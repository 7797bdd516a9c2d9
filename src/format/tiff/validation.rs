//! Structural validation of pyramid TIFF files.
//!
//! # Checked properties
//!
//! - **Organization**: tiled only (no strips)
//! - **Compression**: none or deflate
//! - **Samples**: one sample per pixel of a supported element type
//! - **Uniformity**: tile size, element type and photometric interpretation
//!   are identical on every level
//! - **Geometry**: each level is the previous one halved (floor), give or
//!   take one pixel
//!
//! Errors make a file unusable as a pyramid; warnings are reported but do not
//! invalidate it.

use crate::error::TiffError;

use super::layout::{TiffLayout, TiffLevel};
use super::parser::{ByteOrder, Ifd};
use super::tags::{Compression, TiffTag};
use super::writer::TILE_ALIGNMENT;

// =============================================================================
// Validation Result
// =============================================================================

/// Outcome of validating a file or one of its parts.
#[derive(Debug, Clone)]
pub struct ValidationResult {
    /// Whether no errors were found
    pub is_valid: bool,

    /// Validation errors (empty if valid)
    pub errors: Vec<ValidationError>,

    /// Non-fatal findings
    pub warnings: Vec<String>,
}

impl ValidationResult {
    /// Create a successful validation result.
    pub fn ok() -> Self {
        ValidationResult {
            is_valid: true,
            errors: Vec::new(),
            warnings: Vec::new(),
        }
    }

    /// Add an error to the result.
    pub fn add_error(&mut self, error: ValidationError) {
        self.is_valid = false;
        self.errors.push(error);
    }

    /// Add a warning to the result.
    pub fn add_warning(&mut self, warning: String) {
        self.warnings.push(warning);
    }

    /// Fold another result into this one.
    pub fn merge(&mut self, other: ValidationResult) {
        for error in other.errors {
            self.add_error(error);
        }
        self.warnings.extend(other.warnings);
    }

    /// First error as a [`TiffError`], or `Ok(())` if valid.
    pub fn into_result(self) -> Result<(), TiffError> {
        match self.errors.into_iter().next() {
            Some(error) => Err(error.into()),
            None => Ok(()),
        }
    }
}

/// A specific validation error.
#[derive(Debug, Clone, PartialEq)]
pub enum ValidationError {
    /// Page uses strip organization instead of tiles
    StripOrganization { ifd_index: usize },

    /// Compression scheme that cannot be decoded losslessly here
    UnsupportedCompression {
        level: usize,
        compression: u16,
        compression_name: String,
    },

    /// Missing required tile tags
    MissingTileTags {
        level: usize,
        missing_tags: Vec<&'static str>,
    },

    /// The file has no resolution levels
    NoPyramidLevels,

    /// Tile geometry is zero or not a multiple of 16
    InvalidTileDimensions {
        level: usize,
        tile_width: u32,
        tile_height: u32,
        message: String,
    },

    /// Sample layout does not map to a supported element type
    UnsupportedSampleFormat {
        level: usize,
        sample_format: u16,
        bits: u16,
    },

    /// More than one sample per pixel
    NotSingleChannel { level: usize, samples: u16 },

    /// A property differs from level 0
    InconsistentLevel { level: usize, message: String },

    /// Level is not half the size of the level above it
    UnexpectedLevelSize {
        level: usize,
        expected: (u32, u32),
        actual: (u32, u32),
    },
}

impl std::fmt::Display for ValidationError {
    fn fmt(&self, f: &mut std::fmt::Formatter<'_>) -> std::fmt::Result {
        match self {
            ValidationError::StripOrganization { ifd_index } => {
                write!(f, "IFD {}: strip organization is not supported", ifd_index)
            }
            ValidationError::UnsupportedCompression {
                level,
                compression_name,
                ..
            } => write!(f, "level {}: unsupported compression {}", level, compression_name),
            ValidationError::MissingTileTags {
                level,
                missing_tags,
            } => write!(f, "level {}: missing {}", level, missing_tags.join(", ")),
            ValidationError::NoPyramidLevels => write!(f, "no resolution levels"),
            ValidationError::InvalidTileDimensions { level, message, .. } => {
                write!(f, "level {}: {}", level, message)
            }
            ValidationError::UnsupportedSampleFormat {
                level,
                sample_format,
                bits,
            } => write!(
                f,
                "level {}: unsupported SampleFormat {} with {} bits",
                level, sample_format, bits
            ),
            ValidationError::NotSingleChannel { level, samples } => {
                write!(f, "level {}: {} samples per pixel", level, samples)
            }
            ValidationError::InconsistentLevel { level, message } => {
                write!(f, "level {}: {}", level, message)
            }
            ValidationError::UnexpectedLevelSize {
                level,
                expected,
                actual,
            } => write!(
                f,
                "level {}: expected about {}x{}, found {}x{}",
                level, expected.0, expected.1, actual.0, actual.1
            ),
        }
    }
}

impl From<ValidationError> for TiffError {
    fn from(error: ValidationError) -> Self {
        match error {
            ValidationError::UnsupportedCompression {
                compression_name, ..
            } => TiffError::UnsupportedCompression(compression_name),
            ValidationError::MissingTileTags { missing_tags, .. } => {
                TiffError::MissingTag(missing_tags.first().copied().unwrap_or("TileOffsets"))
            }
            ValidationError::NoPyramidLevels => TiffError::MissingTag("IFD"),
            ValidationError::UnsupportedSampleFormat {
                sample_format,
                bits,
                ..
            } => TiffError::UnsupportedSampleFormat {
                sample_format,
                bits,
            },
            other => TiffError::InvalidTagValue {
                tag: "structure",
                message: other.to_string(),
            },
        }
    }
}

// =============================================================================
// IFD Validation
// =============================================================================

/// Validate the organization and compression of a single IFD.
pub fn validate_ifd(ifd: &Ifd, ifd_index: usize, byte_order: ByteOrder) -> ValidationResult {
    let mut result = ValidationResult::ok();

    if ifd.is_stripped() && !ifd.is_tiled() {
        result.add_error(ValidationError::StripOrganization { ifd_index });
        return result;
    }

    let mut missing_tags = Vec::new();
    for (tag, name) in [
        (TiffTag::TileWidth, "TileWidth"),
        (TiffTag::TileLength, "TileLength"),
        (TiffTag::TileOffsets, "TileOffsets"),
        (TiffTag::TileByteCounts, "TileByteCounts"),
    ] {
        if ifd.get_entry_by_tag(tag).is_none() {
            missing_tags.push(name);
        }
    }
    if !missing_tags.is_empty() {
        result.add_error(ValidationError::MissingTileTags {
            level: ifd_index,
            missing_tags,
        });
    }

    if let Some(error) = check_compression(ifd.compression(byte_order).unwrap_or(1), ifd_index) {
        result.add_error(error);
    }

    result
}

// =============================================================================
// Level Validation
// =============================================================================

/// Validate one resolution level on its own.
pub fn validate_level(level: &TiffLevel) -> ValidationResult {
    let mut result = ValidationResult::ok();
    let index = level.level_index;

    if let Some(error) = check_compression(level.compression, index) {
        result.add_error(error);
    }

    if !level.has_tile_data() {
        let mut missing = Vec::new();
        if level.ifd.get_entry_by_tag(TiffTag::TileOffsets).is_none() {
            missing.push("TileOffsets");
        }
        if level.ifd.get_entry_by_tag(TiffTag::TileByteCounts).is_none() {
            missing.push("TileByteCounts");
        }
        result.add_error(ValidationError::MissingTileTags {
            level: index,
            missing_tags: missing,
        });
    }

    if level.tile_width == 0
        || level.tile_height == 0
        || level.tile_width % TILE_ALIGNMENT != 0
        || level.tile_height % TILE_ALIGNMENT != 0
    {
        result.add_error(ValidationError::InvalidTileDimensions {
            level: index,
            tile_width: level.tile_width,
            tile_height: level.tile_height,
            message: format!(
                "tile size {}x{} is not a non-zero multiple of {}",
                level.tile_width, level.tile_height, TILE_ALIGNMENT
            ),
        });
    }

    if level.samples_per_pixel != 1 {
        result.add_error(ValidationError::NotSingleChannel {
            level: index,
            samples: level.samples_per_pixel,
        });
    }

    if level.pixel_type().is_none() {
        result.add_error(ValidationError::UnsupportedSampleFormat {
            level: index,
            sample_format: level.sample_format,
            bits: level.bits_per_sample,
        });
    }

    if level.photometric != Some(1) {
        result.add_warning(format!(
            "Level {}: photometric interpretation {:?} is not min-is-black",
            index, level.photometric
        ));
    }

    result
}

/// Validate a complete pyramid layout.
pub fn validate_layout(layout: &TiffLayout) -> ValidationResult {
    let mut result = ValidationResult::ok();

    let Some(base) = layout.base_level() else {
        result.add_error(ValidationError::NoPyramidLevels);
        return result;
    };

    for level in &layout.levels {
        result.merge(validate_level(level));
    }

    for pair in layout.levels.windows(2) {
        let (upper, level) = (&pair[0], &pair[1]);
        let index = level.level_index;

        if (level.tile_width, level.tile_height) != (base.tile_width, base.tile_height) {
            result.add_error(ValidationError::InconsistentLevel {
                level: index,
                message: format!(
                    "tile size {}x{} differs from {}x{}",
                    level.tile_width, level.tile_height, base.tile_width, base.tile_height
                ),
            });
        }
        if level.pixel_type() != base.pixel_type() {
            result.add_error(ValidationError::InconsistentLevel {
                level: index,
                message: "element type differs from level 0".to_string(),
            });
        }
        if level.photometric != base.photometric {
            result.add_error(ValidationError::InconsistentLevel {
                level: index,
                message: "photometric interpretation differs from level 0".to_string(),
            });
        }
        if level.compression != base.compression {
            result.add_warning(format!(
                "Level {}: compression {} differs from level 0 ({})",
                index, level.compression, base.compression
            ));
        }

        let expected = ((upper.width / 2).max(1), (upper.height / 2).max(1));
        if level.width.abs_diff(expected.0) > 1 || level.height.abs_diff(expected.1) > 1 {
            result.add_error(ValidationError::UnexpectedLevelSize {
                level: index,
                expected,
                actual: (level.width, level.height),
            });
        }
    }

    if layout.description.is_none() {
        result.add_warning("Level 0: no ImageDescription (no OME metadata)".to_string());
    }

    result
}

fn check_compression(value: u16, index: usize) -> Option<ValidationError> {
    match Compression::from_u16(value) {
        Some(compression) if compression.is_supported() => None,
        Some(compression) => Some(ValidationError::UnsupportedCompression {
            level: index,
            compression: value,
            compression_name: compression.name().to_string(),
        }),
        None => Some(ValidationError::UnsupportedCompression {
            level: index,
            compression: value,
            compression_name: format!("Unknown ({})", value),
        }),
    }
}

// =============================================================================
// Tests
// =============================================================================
***
Required work :: Extract the lines above, from the first one through the one containing "of its parts.", and return only those, unchanged.

Completed exercise ::
repository 7797bdd516a9c2d9
filename src/format/tiff/validation.rs
//! Structural validation of pyramid TIFF files.
//!
//! # Checked properties
//!
//! - **Organization**: tiled only (no strips)
//! - **Compression**: none or deflate
//! - **Samples**: one sample per pixel of a supported element type
//! - **Uniformity**: tile size, element type and photometric interpretation
//!   are identical on every level
//! - **Geometry**: each level is the previous one halved (floor), give or
//!   take one pixel
//!
//! Errors make a file unusable as a pyramid; warnings are reported but do not
//! invalidate it.

use crate::error::TiffError;

use super::layout::{TiffLayout, TiffLevel};
use super::parser::{ByteOrder, Ifd};
use super::tags::{Compression, TiffTag};
use super::writer::TILE_ALIGNMENT;

// =============================================================================
// Validation Result
// =============================================================================

/// Outcome of validating a file or one of its parts.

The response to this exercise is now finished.